The Stecherts’ pets, kitty Natasha and good ole dog, Cooper, did not visit, but our fat cat, Sebastian, did — with staff permission in advance. Looking like an all-black circus lion, he rode in, kindness of Dick, in a cage so big we had to put wheels under it! (“I bought it online and miscalculated,” is Dick’s weak defense.) Once within, kitty exited the cage and roamed my room with the door closed, then snoozed contentedly on my bed. He scared the daylights out of the one staff member who popped in the room at that moment; she popped right out again.

Now that I’m home, who am I to complain? To recall the movie of the same name, this has NOT been My Favorite Year. I will say that rehab was a positive experience and let it go at that.

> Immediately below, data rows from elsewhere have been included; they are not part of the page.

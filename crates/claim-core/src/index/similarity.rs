//! Vector math shared by the index and the embedders

pub fn l2_norm(v: &[f32]) -> f32 {
    let mut sum = 0.0f32;
    for x in v {
        sum += x * x;
    }
    sum.sqrt()
}

pub fn dot(a: &[f32], b: &[f32]) -> f32 {
    let mut acc = 0.0f32;
    for (x, y) in a.iter().zip(b.iter()) {
        acc += x * y;
    }
    acc
}

/// Scale `v` to unit length in place. Zero vectors are left untouched.
pub fn normalize(v: &mut [f32]) {
    let norm = l2_norm(v);
    if norm > 0.0 && norm.is_finite() {
        for x in v.iter_mut() {
            *x /= norm;
        }
    }
}

/// Cosine similarity; 0.0 when either side has zero norm
#[cfg(test)]
pub(crate) fn cosine_similarity(a: &[f32], b: &[f32]) -> f32 {
    let denom = l2_norm(a) * l2_norm(b);
    if denom == 0.0 {
        return 0.0;
    }
    dot(a, b) / denom
}

#[cfg(test)]
mod tests {
    use super::*;

    #[test]
    fn test_normalize_unit_length() {
        let mut v = vec![3.0, 4.0];
        normalize(&mut v);
        assert!((l2_norm(&v) - 1.0).abs() < 1e-6);
        assert!((v[0] - 0.6).abs() < 1e-6);
    }

    #[test]
    fn test_zero_vector_similarity() {
        let mut zero = vec![0.0, 0.0];
        normalize(&mut zero);
        assert_eq!(zero, vec![0.0, 0.0]);
        assert_eq!(cosine_similarity(&zero, &[1.0, 0.0]), 0.0);
    }

    #[test]
    fn test_cosine_bounds() {
        assert!((cosine_similarity(&[1.0, 0.0], &[2.0, 0.0]) - 1.0).abs() < 1e-6);
        assert!((cosine_similarity(&[1.0, 0.0], &[-1.0, 0.0]) + 1.0).abs() < 1e-6);
    }
}
use serde::{Deserialize, Serialize};

/// Base for source links derived from passage titles
pub const WIKI_URL_PREFIX: &str = "https://en.wikipedia.org/wiki/";

/// Immutable unit of evidence with its embedding
#[derive(Debug, Clone, Serialize, Deserialize, PartialEq)]
pub struct Passage {
    pub id: u64,
    pub title: String,
    pub text: String,
    pub url: String,
    pub embedding: Vec<f32>,
}

/// Raw ingestion record, one per logical evidence unit
#[derive(Debug, Clone, Serialize, Deserialize, PartialEq, Eq)]
pub struct PassageRecord {
    pub title: String,
    pub text: String,
    #[serde(default)]
    pub url: Option<String>,
}

impl PassageRecord {
    pub fn new(title: impl Into<String>, text: impl Into<String>) -> Self {
        Self {
            title: title.into(),
            text: text.into(),
            url: None,
        }
    }

    /// Clean title and text and resolve the source link.
    ///
    /// Returns `None` when either title or text is empty after cleaning.
    pub fn normalized(&self) -> Option<(String, String, String)> {
        let title = clean_text(&self.title);
        let text = clean_text(&self.text);
        if title.is_empty() || text.is_empty() {
            return None;
        }
        let url = match self.url.as_deref().map(str::trim) {
            Some(u) if !u.is_empty() => u.to_string(),
            _ => url_for_title(&title),
        };
        Some((title, text, url))
    }
}

/// Collapse every whitespace run to a single space and trim
pub fn clean_text(text: &str) -> String {
    text.split_whitespace().collect::<Vec<_>>().join(" ")
}

/// Canonical source link for a title: spaces become underscores
pub fn url_for_title(title: &str) -> String {
    format!("{}{}", WIKI_URL_PREFIX, title.trim().replace(' ', "_"))
}

#[cfg(test)]
mod tests {
    use super::*;
    use pretty_assertions::assert_eq;

    #[test]
    fn test_url_for_title() {
        assert_eq!(
            url_for_title("Eiffel Tower"),
            "https://en.wikipedia.org/wiki/Eiffel_Tower"
        );
        assert_eq!(url_for_title("Paris"), "https://en.wikipedia.org/wiki/Paris");
    }

    #[test]
    fn test_clean_text_collapses_whitespace() {
        assert_eq!(clean_text("  The \t Eiffel\n\nTower  "), "The Eiffel Tower");
        assert_eq!(clean_text(" \n\t "), "");
    }

    #[test]
    fn test_record_derives_url_when_missing() {
        let record = PassageRecord::new("Eiffel  Tower", " The Eiffel Tower is in Paris. ");
        let (title, text, url) = record.normalized().unwrap();
        assert_eq!(title, "Eiffel Tower");
        assert_eq!(text, "The Eiffel Tower is in Paris.");
        assert_eq!(url, "https://en.wikipedia.org/wiki/Eiffel_Tower");
    }

    #[test]
    fn test_record_keeps_explicit_url() {
        let record = PassageRecord {
            title: "Paris".to_string(),
            text: "Capital of France.".to_string(),
            url: Some("https://example.org/paris".to_string()),
        };
        assert_eq!(record.normalized().unwrap().2, "https://example.org/paris");
    }

    #[test]
    fn test_record_rejects_blank_text() {
        assert!(PassageRecord::new("Paris", "   ").normalized().is_none());
        assert!(PassageRecord::new("  ", "text").normalized().is_none());
    }

    #[test]
    fn test_record_deserializes_without_url() {
        let record: PassageRecord =
            serde_json::from_str(r#"{"title":"Paris","text":"Capital of France."}"#).unwrap();
        assert_eq!(record.url, None);
    }
}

Dresher Hill Health and Rehabilitation Center is at 1390 Camp Hill Road (at Susquehanna Avenue), Dresher, PA 19034. 215-643-0600, www.dresherhillskillednursing,com. Missy Price Lee, 79, reads and writes in Flourtown. (No ‘rithmetic, though). She and her husband, Richard, have written more than 20 books, as well as many feature articles for the Local.

  • Claudia Beechman

    Great piece, Missy! Your spirit shines through. Thanks for the mention.

  • Tom Keels

    Attitude is (almost) everything when you’re recovering from an injury, and Missy, your irrepressible attitude probably sped up your recovery immensely. There’s an old saw that “When life hands you lemons, make lemonade.” Only Missy Lee would revise that to, “When life hands you lemons, set up a match-making agency!” Glad you’re back home where you belong.